Albert Fish
Gracie
Albert, Sr. was a porter for the Equitable Life Assurance Company and had the air of a man perpetually submissive. He was not very impressed with the way this Frank Howard looked in his rumpled blue suit, but the old man was credible and genteel.
Once they sat down to lunch, the door opened and a lovely ten-year-old girl appeared. Gracie was humming a song. Her huge brown eyes and dark brown hair contrasted with her very pale skin and pink lips. She would be a real heart breaker someday.
Coming right from church, she still wore her Sunday clothes: white silk confirmation dress, white silk stockings, and string of creamy pearls made her look older than her 10 years.

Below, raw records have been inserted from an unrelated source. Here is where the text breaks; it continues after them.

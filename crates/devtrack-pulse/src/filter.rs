//! Row selection by project title and by tag.
//!
//! Selections are compiled into case-insensitive regex alternations. Every
//! alternative is escaped with [`regex::escape`], so titles such as
//! `C++ (Core)` match literally. An empty selection compiles to no pattern
//! and selects nothing.

use std::collections::HashSet;

use devtrack_core::{DevtrackError, ProjectMeta, TagMatch, Titled};
use regex::{Regex, RegexBuilder};

/// Build the exact-title pattern for a project selection.
///
/// Each title becomes an anchored alternative (`^title$`); matching ignores
/// case. Returns `Ok(None)` for an empty selection.
///
/// # Errors
///
/// Returns [`DevtrackError::Pattern`] if the alternation exceeds the regex
/// size limit.
///
/// # Examples
///
/// ```
/// use devtrack_pulse::filter::project_pattern;
///
/// let pat = project_pattern(&["Ethereum", "C++ (Core)"]).unwrap().unwrap();
/// assert!(pat.is_match("ethereum"));
/// assert!(pat.is_match("C++ (Core)"));
/// assert!(!pat.is_match("Ethereum Classic"));
///
/// assert!(project_pattern::<&str>(&[]).unwrap().is_none());
/// ```
pub fn project_pattern<S: AsRef<str>>(titles: &[S]) -> Result<Option<Regex>, DevtrackError> {
    if titles.is_empty() {
        return Ok(None);
    }
    let alternation = titles
        .iter()
        .map(|t| format!("^{}$", regex::escape(t.as_ref())))
        .collect::<Vec<_>>()
        .join("|");
    compile(&alternation).map(Some)
}

/// Build the tag pattern for a tag selection.
///
/// With [`TagMatch::Substring`] the alternatives are unanchored, so `DEFI`
/// also matches `GAMEDEFI`. [`TagMatch::Word`] anchors the alternation to one
/// comma-separated piece of the tag field, surrounding whitespace allowed, so
/// tags that begin or end with punctuation still match. Blank tags are
/// ignored; returns `Ok(None)` when nothing is left.
///
/// # Errors
///
/// Returns [`DevtrackError::Pattern`] if the alternation exceeds the regex
/// size limit.
///
/// # Examples
///
/// ```
/// use devtrack_core::TagMatch;
/// use devtrack_pulse::filter::tag_pattern;
///
/// let substring = tag_pattern(&["DEFI"], TagMatch::Substring).unwrap().unwrap();
/// assert!(substring.is_match("GameDeFi, NFT"));
///
/// let word = tag_pattern(&["DEFI"], TagMatch::Word).unwrap().unwrap();
/// assert!(!word.is_match("GameDeFi, NFT"));
/// assert!(word.is_match("Gaming, DeFi"));
/// assert!(!word.is_match("DeFi Lending"));
/// ```
pub fn tag_pattern<S: AsRef<str>>(
    tags: &[S],
    mode: TagMatch,
) -> Result<Option<Regex>, DevtrackError> {
    let alternatives: Vec<String> = tags
        .iter()
        .map(|t| t.as_ref().trim())
        .filter(|t| !t.is_empty())
        .map(regex::escape)
        .collect();
    if alternatives.is_empty() {
        return Ok(None);
    }
    let alternation = alternatives.join("|");
    let pattern = match mode {
        TagMatch::Substring => alternation,
        TagMatch::Word => format!(r"(?:^|,)\s*(?:{alternation})\s*(?:,|$)"),
    };
    compile(&pattern).map(Some)
}

/// Select the rows whose title case-insensitively equals one of `titles`.
///
/// Returns a new vector; `rows` is untouched. An empty selection yields an
/// empty result.
///
/// # Errors
///
/// Propagates [`project_pattern`] errors.
///
/// # Examples
///
/// ```
/// use chrono::NaiveDate;
/// use devtrack_core::ContributorRecord;
/// use devtrack_pulse::filter::filter_by_projects;
///
/// let date = NaiveDate::from_ymd_opt(2022, 1, 1).unwrap();
/// let rows = vec![
///     ContributorRecord { title: "Ethereum".into(), date, contributor_count: 400 },
///     ContributorRecord { title: "Ethereum Classic".into(), date, contributor_count: 12 },
/// ];
/// let picked = filter_by_projects(&rows, &["ethereum"]).unwrap();
/// assert_eq!(picked.len(), 1);
/// assert_eq!(picked[0].title, "Ethereum");
/// ```
pub fn filter_by_projects<T, S>(rows: &[T], titles: &[S]) -> Result<Vec<T>, DevtrackError>
where
    T: Titled + Clone,
    S: AsRef<str>,
{
    let Some(pattern) = project_pattern(titles)? else {
        return Ok(Vec::new());
    };
    let picked: Vec<T> = rows
        .iter()
        .filter(|row| pattern.is_match(row.title()))
        .cloned()
        .collect();
    tracing::debug!(
        selected = titles.len(),
        rows = picked.len(),
        "filtered rows by project"
    );
    Ok(picked)
}

/// Return the titles of metadata rows whose tag field matches any selected
/// tag, in metadata order.
///
/// Rows without tags never match. An empty selection yields an empty result.
///
/// # Errors
///
/// Propagates [`tag_pattern`] errors.
///
/// # Examples
///
/// ```
/// use devtrack_core::{ProjectMeta, TagMatch};
/// use devtrack_pulse::filter::filter_by_tags;
///
/// let meta = vec![
///     ProjectMeta { title: "Aave".into(), tags: Some("DeFi, Lending".into()) },
///     ProjectMeta { title: "Axie".into(), tags: Some("GameDeFi".into()) },
///     ProjectMeta { title: "Bitcoin".into(), tags: None },
/// ];
/// let titles = filter_by_tags(&meta, &["DEFI"], TagMatch::Substring).unwrap();
/// assert_eq!(titles, vec!["Aave", "Axie"]);
/// ```
pub fn filter_by_tags<S: AsRef<str>>(
    metadata: &[ProjectMeta],
    tags: &[S],
    mode: TagMatch,
) -> Result<Vec<String>, DevtrackError> {
    let Some(pattern) = tag_pattern(tags, mode)? else {
        return Ok(Vec::new());
    };
    let titles: Vec<String> = metadata
        .iter()
        .filter(|row| row.tags.as_deref().is_some_and(|t| pattern.is_match(t)))
        .map(|row| row.title.clone())
        .collect();
    tracing::debug!(
        selected = tags.len(),
        projects = titles.len(),
        ?mode,
        "filtered projects by tag"
    );
    Ok(titles)
}

/// Select the rows whose title is exactly (case-sensitively) one of
/// `titles`.
///
/// Used where the selection already holds canonical titles, such as the
/// output of [`filter_by_tags`].
///
/// # Examples
///
/// ```
/// use chrono::NaiveDate;
/// use devtrack_core::ContributorRecord;
/// use devtrack_pulse::filter::filter_by_title_set;
///
/// let date = NaiveDate::from_ymd_opt(2022, 1, 1).unwrap();
/// let rows = vec![
///     ContributorRecord { title: "Aave".into(), date, contributor_count: 30 },
///     ContributorRecord { title: "aave".into(), date, contributor_count: 1 },
/// ];
/// let picked = filter_by_title_set(&rows, &["Aave"]);
/// assert_eq!(picked.len(), 1);
/// ```
pub fn filter_by_title_set<T, S>(rows: &[T], titles: &[S]) -> Vec<T>
where
    T: Titled + Clone,
    S: AsRef<str>,
{
    let wanted: HashSet<&str> = titles.iter().map(|t| t.as_ref()).collect();
    rows.iter()
        .filter(|row| wanted.contains(row.title()))
        .cloned()
        .collect()
}

fn compile(pattern: &str) -> Result<Regex, DevtrackError> {
    RegexBuilder::new(pattern)
        .case_insensitive(true)
        .build()
        .map_err(|e| DevtrackError::Pattern(e.to_string()))
}

#[cfg(test)]
mod tests {
    use super::*;
    use chrono::NaiveDate;
    use devtrack_core::{ContributorRecord, EventKind, EventRecord};

    fn contrib(title: &str, count: u64) -> ContributorRecord {
        ContributorRecord {
            title: title.into(),
            date: NaiveDate::from_ymd_opt(2022, 1, 1).unwrap(),
            contributor_count: count,
        }
    }

    fn meta(title: &str, tags: Option<&str>) -> ProjectMeta {
        ProjectMeta {
            title: title.into(),
            tags: tags.map(String::from),
        }
    }

    #[test]
    fn anchored_match_excludes_longer_titles() {
        let rows = vec![
            contrib("Ethereum", 400),
            contrib("Ethereum Classic", 12),
            contrib("Not Ethereum", 1),
        ];
        let picked = filter_by_projects(&rows, &["Ethereum"]).unwrap();
        let titles: Vec<&str> = picked.iter().map(|r| r.title.as_str()).collect();
        assert_eq!(titles, vec!["Ethereum"]);
    }

    #[test]
    fn project_match_ignores_case() {
        let rows = vec![contrib("Polkadot", 90), contrib("Solana", 80)];
        let picked = filter_by_projects(&rows, &["POLKADOT", "solana"]).unwrap();
        assert_eq!(picked.len(), 2);
    }

    #[test]
    fn empty_project_selection_selects_nothing() {
        let rows = vec![contrib("Ethereum", 400)];
        let picked = filter_by_projects::<_, &str>(&rows, &[]).unwrap();
        assert!(picked.is_empty());
    }

    #[test]
    fn metacharacters_in_titles_are_literal() {
        let rows = vec![
            contrib("C++ (Core)", 5),
            contrib("CCC (Core)", 6),
            contrib("dYdX.v4", 7),
            contrib("dYdXav4", 8),
        ];
        let picked = filter_by_projects(&rows, &["C++ (Core)", "dYdX.v4"]).unwrap();
        let titles: Vec<&str> = picked.iter().map(|r| r.title.as_str()).collect();
        assert_eq!(titles, vec!["C++ (Core)", "dYdX.v4"]);
    }

    #[test]
    fn project_filter_leaves_input_untouched() {
        let rows = vec![contrib("Ethereum", 400), contrib("Bitcoin", 60)];
        let before = rows.clone();
        let _ = filter_by_projects(&rows, &["Bitcoin"]).unwrap();
        assert_eq!(rows, before);
    }

    #[test]
    fn project_filter_works_on_event_rows() {
        let rows = vec![EventRecord {
            title: "Cosmos".into(),
            date: NaiveDate::from_ymd_opt(2022, 5, 1).unwrap(),
            kind: EventKind::Fork,
            event_count: 4,
        }];
        assert_eq!(filter_by_projects(&rows, &["cosmos"]).unwrap().len(), 1);
    }

    #[test]
    fn tag_substring_over_matches_by_default() {
        let rows = vec![
            meta("Axie Infinity", Some("GAMEDEFI")),
            meta("Aave", Some("DeFi, Lending")),
            meta("Bitcoin", Some("Layer 1")),
        ];
        let titles = filter_by_tags(&rows, &["DEFI"], TagMatch::Substring).unwrap();
        assert_eq!(titles, vec!["Axie Infinity", "Aave"]);
    }

    #[test]
    fn tag_word_mode_requires_whole_words() {
        let rows = vec![
            meta("Axie Infinity", Some("GAMEDEFI")),
            meta("Aave", Some("DeFi, Lending")),
        ];
        let titles = filter_by_tags(&rows, &["DEFI"], TagMatch::Word).unwrap();
        assert_eq!(titles, vec!["Aave"]);
    }

    #[test]
    fn tag_word_mode_matches_punctuated_tags() {
        let rows = vec![
            meta("Relay", Some("Layer-2 (ZK)")),
            meta("Bridge", Some("Bridges,  Layer-2 (ZK) ")),
            meta("Other", Some("Layer-2 (ZK) Rollup")),
        ];
        let titles = filter_by_tags(&rows, &["LAYER-2 (ZK)"], TagMatch::Word).unwrap();
        assert_eq!(titles, vec!["Relay", "Bridge"]);
    }

    #[test]
    fn tag_alternation_matches_any() {
        let rows = vec![
            meta("Aave", Some("DeFi")),
            meta("OpenSea", Some("NFT, Marketplace")),
            meta("Bitcoin", Some("Layer 1")),
        ];
        let titles = filter_by_tags(&rows, &["NFT", "DEFI"], TagMatch::Substring).unwrap();
        assert_eq!(titles, vec!["Aave", "OpenSea"]);
    }

    #[test]
    fn untagged_rows_never_match() {
        let rows = vec![meta("Mystery", None)];
        let titles = filter_by_tags(&rows, &["NONE"], TagMatch::Substring).unwrap();
        assert!(titles.is_empty());
    }

    #[test]
    fn empty_or_blank_tag_selection_selects_nothing() {
        let rows = vec![meta("Aave", Some("DeFi"))];
        assert!(filter_by_tags::<&str>(&rows, &[], TagMatch::Substring)
            .unwrap()
            .is_empty());
        assert!(filter_by_tags(&rows, &["", "  "], TagMatch::Substring)
            .unwrap()
            .is_empty());
    }

    #[test]
    fn tag_metacharacters_are_literal() {
        let rows = vec![meta("Relay", Some("Layer-2 (ZK)")), meta("Other", Some("Layer-22 ZK"))];
        let titles = filter_by_tags(&rows, &["LAYER-2 (ZK)"], TagMatch::Substring).unwrap();
        assert_eq!(titles, vec!["Relay"]);
    }

    #[test]
    fn title_set_is_case_sensitive_and_exact() {
        let rows = vec![contrib("Aave", 30), contrib("aave", 1), contrib("Aave V3", 2)];
        let picked = filter_by_title_set(&rows, &["Aave".to_string()]);
        assert_eq!(picked, vec![contrib("Aave", 30)]);
        assert!(filter_by_title_set::<_, String>(&rows, &[]).is_empty());
    }
}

Frank Howard, like most men who came face to face with the radiant Gracie, couldn't take his eyes off the beautiful girl. "Let's see how good a counter you are," he said as he handed her a huge wad of bills to count. The impoverished Budds were flabbergasted by the money the old man was carrying around with him.
"Ninety-two dollars and fifty cents," Gracie told him in short order.
"What a bright little girl," Mr. Howard said, giving her fifty cents to buy candy for herself and her little sister Beatrice.
Howard said that he would come back later in the evening to pick up Edward and Willie, but first he had to go to a birthday party that his sister was throwing for one of her children. He gave the boys two dollars to go to the movies.